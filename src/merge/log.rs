//! Log-structured merge policy.
//!
//! Segments are grouped into levels by `log(size) / log(merge_factor)`; each
//! level spans [`LEVEL_LOG_SPAN`] below the largest remaining segment. Within
//! a level, contiguous windows of `merge_factor` segments are merged. Size is
//! measured in documents ([`LogMergePolicy::doc`]) or bytes
//! ([`LogMergePolicy::byte_size`]).

use std::collections::HashMap;
use std::sync::Arc;

use serde::{Deserialize, Serialize};

use crate::error::{Result, SluiceError};
use crate::index::catalog::SegmentCatalog;
use crate::index::segment::SegmentCommitInfo;
use crate::merge::policy::{
    MergeContext, MergePolicy, MergeSpecification, MergeTrigger, OneMerge, keep_merges_below,
    mb_to_bytes,
};

const COMPONENT: &str = "LMP";

/// Segments within this many log units of the level's largest segment share its level.
pub const LEVEL_LOG_SPAN: f64 = 0.75;

/// What a segment's size is measured in.
#[derive(Clone, Copy, Debug, PartialEq, Eq, Serialize, Deserialize)]
#[serde(rename_all = "snake_case")]
pub enum LogSizeUnit {
    Docs,
    Bytes,
}

/// Serialisable settings of a [`LogMergePolicy`].
///
/// `min_merge_docs` applies to the doc flavour, the `*_mb` values to the byte
/// flavour. `None` limits are unlimited.
#[derive(Clone, Debug, PartialEq, Serialize, Deserialize)]
#[serde(default)]
pub struct LogMergePolicyConfig {
    pub unit: LogSizeUnit,
    pub merge_factor: usize,
    pub min_merge_docs: u64,
    pub min_merge_mb: f64,
    pub max_merge_mb: Option<f64>,
    pub max_merge_mb_for_forced_merge: Option<f64>,
    pub max_merge_docs: Option<u64>,
    /// Subtract deleted documents when sizing a segment.
    pub calibrate_size_by_deletes: bool,
}

impl LogMergePolicyConfig {
    pub fn doc() -> Self {
        LogMergePolicyConfig {
            unit: LogSizeUnit::Docs,
            merge_factor: 10,
            min_merge_docs: 1000,
            min_merge_mb: 1.6,
            max_merge_mb: None,
            max_merge_mb_for_forced_merge: None,
            max_merge_docs: None,
            calibrate_size_by_deletes: true,
        }
    }

    pub fn byte_size() -> Self {
        LogMergePolicyConfig {
            unit: LogSizeUnit::Bytes,
            max_merge_mb: Some(2048.0),
            ..Self::doc()
        }
    }
}

impl Default for LogMergePolicyConfig {
    fn default() -> Self {
        Self::doc()
    }
}

#[derive(Clone, Debug)]
pub struct LogMergePolicy {
    unit: LogSizeUnit,
    merge_factor: usize,
    /// Segments smaller than this all share the lowest level.
    min_merge_size: u64,
    max_merge_size: u64,
    max_merge_size_for_forced_merge: u64,
    max_merge_docs: u64,
    calibrate_size_by_deletes: bool,
}

impl LogMergePolicy {
    /// Sizes segments by document count.
    pub fn doc() -> Self {
        LogMergePolicy {
            unit: LogSizeUnit::Docs,
            merge_factor: 10,
            min_merge_size: 1000,
            max_merge_size: u64::MAX,
            max_merge_size_for_forced_merge: u64::MAX,
            max_merge_docs: u64::MAX,
            calibrate_size_by_deletes: true,
        }
    }

    /// Sizes segments by bytes on disk.
    pub fn byte_size() -> Self {
        LogMergePolicy {
            unit: LogSizeUnit::Bytes,
            min_merge_size: (1.6 * 1024.0 * 1024.0) as u64,
            max_merge_size: 2048 * 1024 * 1024,
            ..Self::doc()
        }
    }

    pub fn from_config(config: &LogMergePolicyConfig) -> Result<Self> {
        let mut policy = match config.unit {
            LogSizeUnit::Docs => {
                let mut policy = Self::doc();
                policy.set_min_merge_docs(config.min_merge_docs)?;
                policy
            }
            LogSizeUnit::Bytes => {
                let mut policy = Self::byte_size();
                policy.set_min_merge_mb(config.min_merge_mb)?;
                policy.set_max_merge_mb(config.max_merge_mb.unwrap_or(f64::INFINITY))?;
                policy.set_max_merge_mb_for_forced_merge(
                    config.max_merge_mb_for_forced_merge.unwrap_or(f64::INFINITY),
                )?;
                policy
            }
        };
        policy.set_merge_factor(config.merge_factor)?;
        policy.max_merge_docs = config.max_merge_docs.unwrap_or(u64::MAX);
        policy.calibrate_size_by_deletes = config.calibrate_size_by_deletes;
        Ok(policy)
    }

    pub fn unit(&self) -> LogSizeUnit {
        self.unit
    }

    pub fn merge_factor(&self) -> usize {
        self.merge_factor
    }

    pub fn set_merge_factor(&mut self, merge_factor: usize) -> Result<&mut Self> {
        if merge_factor < 2 {
            return Err(SluiceError::invalid_argument(format!(
                "merge_factor cannot be less than 2 (got {merge_factor})"
            )));
        }
        self.merge_factor = merge_factor;
        Ok(self)
    }

    pub fn set_min_merge_docs(&mut self, docs: u64) -> Result<&mut Self> {
        self.require_unit(LogSizeUnit::Docs, "min_merge_docs")?;
        self.min_merge_size = docs;
        Ok(self)
    }

    pub fn set_min_merge_mb(&mut self, mb: f64) -> Result<&mut Self> {
        self.require_unit(LogSizeUnit::Bytes, "min_merge_mb")?;
        self.min_merge_size = mb_to_bytes("min_merge_mb", mb)?;
        Ok(self)
    }

    pub fn set_max_merge_mb(&mut self, mb: f64) -> Result<&mut Self> {
        self.require_unit(LogSizeUnit::Bytes, "max_merge_mb")?;
        self.max_merge_size = mb_to_bytes("max_merge_mb", mb)?;
        Ok(self)
    }

    pub fn set_max_merge_mb_for_forced_merge(&mut self, mb: f64) -> Result<&mut Self> {
        self.require_unit(LogSizeUnit::Bytes, "max_merge_mb_for_forced_merge")?;
        self.max_merge_size_for_forced_merge = mb_to_bytes("max_merge_mb_for_forced_merge", mb)?;
        Ok(self)
    }

    /// Segments with more documents are never merged.
    pub fn set_max_merge_docs(&mut self, docs: u64) -> &mut Self {
        self.max_merge_docs = docs;
        self
    }

    pub fn set_calibrate_size_by_deletes(&mut self, calibrate: bool) -> &mut Self {
        self.calibrate_size_by_deletes = calibrate;
        self
    }

    fn require_unit(&self, unit: LogSizeUnit, setting: &str) -> Result<()> {
        if self.unit != unit {
            return Err(SluiceError::invalid_argument(format!(
                "{setting} does not apply to {}",
                self.name()
            )));
        }
        Ok(())
    }

    fn verbose(ctx: &dyn MergeContext) -> bool {
        ctx.info_stream().is_enabled(COMPONENT)
    }

    fn message(ctx: &dyn MergeContext, message: &str) {
        ctx.info_stream().message(COMPONENT, message);
    }

    fn size_docs(&self, info: &SegmentCommitInfo, ctx: &dyn MergeContext) -> u64 {
        if self.calibrate_size_by_deletes {
            (info.max_doc() - ctx.num_deletes_to_merge(info)) as u64
        } else {
            info.max_doc() as u64
        }
    }

    fn size_bytes(&self, info: &SegmentCommitInfo, ctx: &dyn MergeContext) -> u64 {
        if !self.calibrate_size_by_deletes || info.max_doc() == 0 {
            return info.size_in_bytes();
        }
        let del_ratio = ctx.num_deletes_to_merge(info) as f64 / info.max_doc() as f64;
        (info.size_in_bytes() as f64 * (1.0 - del_ratio)) as u64
    }

    fn too_large_for_forced_merge(&self, info: &SegmentCommitInfo, ctx: &dyn MergeContext) -> bool {
        self.size(info, ctx) > self.max_merge_size_for_forced_merge
            || self.size_docs(info, ctx) > self.max_merge_docs
    }

    /// Whether the segments covered by a forced merge already meet its target.
    fn is_forced_merged(
        &self,
        catalog: &SegmentCatalog,
        max_num_segments: usize,
        segments_to_merge: &HashMap<String, bool>,
        ctx: &dyn MergeContext,
    ) -> bool {
        let mut num_to_merge = 0;
        let mut last: Option<(&Arc<SegmentCommitInfo>, bool)> = None;
        for info in catalog.iter() {
            if num_to_merge > max_num_segments {
                break;
            }
            if let Some(&original) = segments_to_merge.get(info.name()) {
                num_to_merge += 1;
                last = Some((info, original));
            }
        }
        num_to_merge <= max_num_segments
            && (num_to_merge != 1
                || last.is_none_or(|(info, original)| {
                    !original || self.is_merged(catalog, info, ctx)
                }))
    }

    fn merge_of(segments: &[Arc<SegmentCommitInfo>]) -> Result<OneMerge> {
        OneMerge::new(segments.to_vec())
    }

    fn forced_merges_size_limit(
        &self,
        catalog: &SegmentCatalog,
        mut last: usize,
        ctx: &dyn MergeContext,
    ) -> Result<MergeSpecification> {
        let segments = catalog.segments();
        let mut spec = MergeSpecification::new();

        let mut start = last;
        while start > 0 {
            start -= 1;
            let info = &segments[start];
            if self.too_large_for_forced_merge(info, ctx) {
                // Skip the oversized segment and merge whatever lies to its right,
                // unless that is a single already-merged segment.
                if last - start - 1 > 1
                    || (start != last - 1 && !self.is_merged(catalog, &segments[start + 1], ctx))
                {
                    spec.add(Self::merge_of(&segments[start + 1..last])?);
                }
                last = start;
            } else if last - start == self.merge_factor {
                spec.add(Self::merge_of(&segments[start..last])?);
                last = start;
            }
        }

        // Left-over segments, unless just one that is already merged.
        if last > 0 && (last > 1 || !self.is_merged(catalog, &segments[0], ctx)) {
            spec.add(Self::merge_of(&segments[..last])?);
        }
        Ok(spec)
    }

    fn forced_merges_max_num_segments(
        &self,
        catalog: &SegmentCatalog,
        max_num_segments: usize,
        mut last: usize,
        ctx: &dyn MergeContext,
    ) -> Result<MergeSpecification> {
        let segments = catalog.segments();
        let mut spec = MergeSpecification::new();

        // Full windows first; they may run concurrently.
        while last + 1 >= self.merge_factor + max_num_segments {
            spec.add(Self::merge_of(&segments[last - self.merge_factor..last])?);
            last -= self.merge_factor;
        }

        // A final partial merge only once no full merge is left.
        if spec.is_empty() {
            if max_num_segments == 1 {
                if last > 1 || (last == 1 && !self.is_merged(catalog, &segments[0], ctx)) {
                    spec.add(Self::merge_of(&segments[..last])?);
                }
            } else if last > max_num_segments {
                let final_merge_size = last - max_num_segments + 1;

                // Cheapest window that does not leave the index lopsided.
                let mut best_size = 0u64;
                let mut best_start = 0usize;
                for i in 0..=(last - final_merge_size) {
                    let sum: u64 = segments[i..i + final_merge_size]
                        .iter()
                        .map(|info| self.size(info, ctx))
                        .sum();
                    if i == 0
                        || (sum < self.size(&segments[i - 1], ctx).saturating_mul(2) && sum < best_size)
                    {
                        best_start = i;
                        best_size = sum;
                    }
                }
                spec.add(Self::merge_of(
                    &segments[best_start..best_start + final_merge_size],
                )?);
            }
        }
        Ok(spec)
    }

    /// Drop merges touching segments that are already merging.
    fn without_merging(spec: MergeSpecification, ctx: &dyn MergeContext) -> Option<MergeSpecification> {
        let merging = ctx.merging_segments();
        let mut kept = MergeSpecification::new();
        for merge in spec.merges {
            if merge.segments().iter().all(|s| !merging.contains(s.name())) {
                kept.add(merge);
            }
        }
        kept.into_option()
    }
}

The problem: Transcribe the lines above between the line holding "policy.set_min_merge_mb(config.min_merge_mb)?;" and the line holding "cannot be less", inclusive, exactly as they stand and with nothing added.

Task output:
                policy.set_min_merge_mb(config.min_merge_mb)?;
                policy.set_max_merge_mb(config.max_merge_mb.unwrap_or(f64::INFINITY))?;
                policy.set_max_merge_mb_for_forced_merge(
                    config.max_merge_mb_for_forced_merge.unwrap_or(f64::INFINITY),
                )?;
                policy
            }
        };
        policy.set_merge_factor(config.merge_factor)?;
        policy.max_merge_docs = config.max_merge_docs.unwrap_or(u64::MAX);
        policy.calibrate_size_by_deletes = config.calibrate_size_by_deletes;
        Ok(policy)
    }

    pub fn unit(&self) -> LogSizeUnit {
        self.unit
    }

    pub fn merge_factor(&self) -> usize {
        self.merge_factor
    }

    pub fn set_merge_factor(&mut self, merge_factor: usize) -> Result<&mut Self> {
        if merge_factor < 2 {
            return Err(SluiceError::invalid_argument(format!(
                "merge_factor cannot be less than 2 (got {merge_factor})"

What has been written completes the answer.